2. The method for regenerating activated carbon saturated by adsorption according to claim 1, wherein the controlling of the mass ratio of the alkaline solvent or alkaline regeneration solvent to the activated carbon saturated by adsorption in step a) is to control the mass ratio of the alkaline solvent or alkaline regeneration solvent to the activated carbon saturated by adsorption to be 1: 10-15.

3. The method for regenerating activated carbon saturated by adsorption according to claim 1, characterized in that said alkaline solvent in step a) is a sodium hydroxide solution having a concentration of 1-5% by mass.

4. The regeneration process of activated carbon saturated by adsorption according to claim 1, characterized in that said alkaline regeneration solvent in step a) and step B) is a sodium hydroxide solution recovered and having a sodium hydroxide concentration of 1-5% by mass.

5. The regeneration method of activated carbon with saturated adsorption according to claim 1, wherein the controlling of the mass ratio of the activated carbon to be treated to the acidic solvent or to the acidic regeneration solvent in step C) is to control the mass ratio of the activated carbon to be treated to the acidic solvent or to the acidic regeneration solvent to be 1: 10-15.

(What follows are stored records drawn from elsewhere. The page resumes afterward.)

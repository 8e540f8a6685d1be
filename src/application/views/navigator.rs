use super::command::InteractiveView;
use super::{
    artifact_list, build_list, build_queue_list, deployment_list, github_build_list, image_list,
    image_repository_list, running_build_list, AddArtifactForm, ArtifactView, BuildView,
    ControlPanel, Dashboard, GithubBuildView,
};
use crate::application::routes::Route;
use crate::ports::outbound::ConsoleApi;

/// Builds the view shown at `route`.
pub fn view_for<A>(route: &Route, api: A, per_page: u32) -> Box<dyn InteractiveView>
where
    A: ConsoleApi + Clone + 'static,
{
    match route {
        Route::Home => Box::new(Dashboard::new(api)),
        Route::Builds => Box::new(build_list(api, per_page)),
        Route::Build(id) => Box::new(BuildView::new(api, *id)),
        Route::RunningBuilds => Box::new(running_build_list(api)),
        Route::BuildQueue => Box::new(build_queue_list(api, per_page)),
        Route::Artifacts => Box::new(artifact_list(api, per_page)),
        Route::Artifact(name) => Box::new(ArtifactView::new(api, name.clone())),
        Route::AddArtifact => Box::new(AddArtifactForm::new(api)),
        Route::GithubBuilds => Box::new(github_build_list(api, per_page)),
        Route::GithubBuild(id) => Box::new(GithubBuildView::new(api, *id)),
        Route::Deployments => Box::new(deployment_list(api)),
        Route::ImageRepositories => Box::new(image_repository_list(api, per_page)),
        Route::Images(repository) => Box::new(image_list(api, repository, per_page)),
        Route::ControlPanel => Box::new(ControlPanel::new(api)),
    }
}
use async_trait::async_trait;
use std::str::FromStr;

use super::command::{InteractiveView, ViewCommand};
use super::dependency_set_view::DependencySetView;
use super::image_list::NO_JAVA;
use crate::application::read_models::{Cell, Field, Screen, Section, TabHeader};
use crate::application::view_state::{describe_error, DetailState};
use crate::ports::outbound::{DependencySetApi, GithubBuildApi};
use crate::rebuild_tracking::domain::GithubBuild;
use crate::rebuild_tracking::policies::StatusLabels;
use crate::shared::error::ConsoleError;
use crate::shared::Result;

#[derive(Debug, Clone, Copy, PartialEq, Eq)]
pub enum GithubBuildTab {
    RuntimeDependencies,
    AllBuildDependencies,
}

impl GithubBuildTab {
    pub const ALL: [GithubBuildTab; 2] = [
        GithubBuildTab::RuntimeDependencies,
        GithubBuildTab::AllBuildDependencies,
    ];

    pub fn name(self) -> &'static str {
        match self {
            GithubBuildTab::RuntimeDependencies => "Runtime Dependencies",
            GithubBuildTab::AllBuildDependencies => "All Build Dependencies",
        }
    }
}

impl FromStr for GithubBuildTab {
    type Err = String;

    fn from_str(s: &str) -> std::result::Result<Self, Self::Err> {
        match s.trim().to_lowercase().as_str() {
            "runtime" | "runtime-dependencies" => Ok(GithubBuildTab::RuntimeDependencies),
            "build" | "all-build-dependencies" => Ok(GithubBuildTab::AllBuildDependencies),
            _ => Err(format!(
                "Invalid tab: {}. Please specify 'runtime' or 'build'",
                s
            )),
        }
    }
}

/// Detail view of one GitHub Actions build and its two dependency sets.
pub struct GithubBuildView<A> {
    api: A,
    state: DetailState<i64, GithubBuild>,
    tab: GithubBuildTab,
    runtime: DependencySetView<A>,
    build_time: DependencySetView<A>,
}

impl<A> GithubBuildView<A>
where
    A: GithubBuildApi + DependencySetApi + Clone,
{
    pub fn new(api: A, id: i64) -> Self {
        Self {
            runtime: DependencySetView::new(api.clone(), 0),
            build_time: DependencySetView::new(api.clone(), 0),
            api,
            state: DetailState::new(id),
            tab: GithubBuildTab::RuntimeDependencies,
        }
    }

    pub fn github_build(&self) -> Option<&GithubBuild> {
        self.state.data()
    }

    pub fn tab(&self) -> GithubBuildTab {
        self.tab
    }

    fn tab_view(&self, tab: GithubBuildTab) -> &DependencySetView<A> {
        match tab {
            GithubBuildTab::RuntimeDependencies => &self.runtime,
            GithubBuildTab::AllBuildDependencies => &self.build_time,
        }
    }

    pub fn select_tab(&mut self, tab: GithubBuildTab) -> Result<()> {
        if self.state.data().is_some() && !self.tab_view(tab).is_present() {
            return Err(ConsoleError::TabDisabled {
                tab: tab.name().to_string(),
            }
            .into());
        }
        self.tab = tab;
        Ok(())
    }

    /// Ids start at 1, anything lower never reaches the backend.
    fn is_present(&self) -> bool {
        *self.state.key() > 0
    }

    pub async fn sync(&mut self) -> bool {
        if !self.is_present() {
            return false;
        }
        let mut applied = false;
        if let Some(ticket) = self.state.begin_fetch() {
            let result = self.api.github_build(ticket.query).await.map_err(|e| {
                tracing::error!(github_build = ticket.query, error = %e, "failed to load GitHub build");
                describe_error(&e)
            });
            applied = self.state.complete(ticket, result);
            let (runtime, build_time) = self
                .state
                .data()
                .map(|b| (b.dependency_set_id, b.build_dependency_set_id))
                .unwrap_or((0, 0));
            self.runtime.set_id(runtime);
            self.build_time.set_id(build_time);
        }
        applied |= match self.tab {
            GithubBuildTab::RuntimeDependencies => self.runtime.sync().await,
            GithubBuildTab::AllBuildDependencies => self.build_time.sync().await,
        };
        applied
    }

    pub fn screen(&self) -> Screen {
        let title = format!("Github Actions Build {}", self.state.key());
        if !self.is_present() {
            return Screen::new(title);
        }
        let Some(build) = self.state.data() else {
            return Screen::new(title)
                .with_sections(self.state.load_state().sections(Vec::new));
        };
        let tabs = GithubBuildTab::ALL
            .into_iter()
            .map(|tab| TabHeader {
                name: tab.name().to_string(),
                enabled: self.tab_view(tab).is_present(),
                selected: tab == self.tab,
            })
            .collect();
        let mut fields = vec![Field::new(
            "Health",
            Cell::Labels(StatusLabels::dependency_health(
                build.complete,
                &build.counts(),
                NO_JAVA,
            )),
        )];
        if let Some(url) = &build.url {
            fields.push(Field::new(
                "Workflow Run",
                Cell::link_or_text(url.clone(), Some(url.clone())),
            ));
        }
        let mut sections = vec![Section::fields(None, fields)];
        sections.extend(self.tab_view(self.tab).sections());
        Screen::new(format!("Github Actions Build {}", build.name))
            .with_tabs(tabs)
            .with_sections(sections)
    }
}

#[async_trait]
impl<A> InteractiveView for GithubBuildView<A>
where
    A: GithubBuildApi + DependencySetApi + Clone,
{
    async fn sync(&mut self) -> bool {
        GithubBuildView::sync(self).await
    }

    async fn dispatch(&mut self, command: ViewCommand) -> Result<()> {
        match command {
            ViewCommand::Filter { field, value } if field == "tab" => {
                let tab = GithubBuildTab::from_str(&value)
                    .map_err(|message| ConsoleError::Validation { message })?;
                self.select_tab(tab)
            }
            _ => Ok(()),
        }
    }

    fn screen(&self) -> Screen {
        GithubBuildView::screen(self)
    }
}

6. The method for regenerating adsorption-saturated activated carbon according to claim 1, wherein the acidic solvent in step C) is any one of a sulfuric acid solution having a 3-5% concentration by mass of sulfuric acid and a hydrochloric acid solution having a 3-5% concentration by mass of hydrochloric acid, or a mixture thereof.

7. The regeneration process of activated carbon saturated by adsorption according to claim 1, characterized in that said acidic regeneration solvent in step C) and step D) is a sulfuric acid solution and/or a hydrochloric acid solution recovered and having a mass% specific concentration of sulfuric acid and/or hydrochloric acid of 3-5%.

8. The regeneration method of activated carbon saturated by adsorption according to claim 1, characterized in that the volume ratio of activated carbon to be washed to water in step E) is controlled to be 1: 2-5; the acid wastewater generated in the washing process is added with acid and then is reused in the step C), which means that: adding sulfuric acid and/or hydrochloric acid into the acidic wastewater generated in the water washing process, and enabling the mass percent specific concentration of the sulfuric acid and/or hydrochloric acid in the acidic wastewater to reach 3-5%.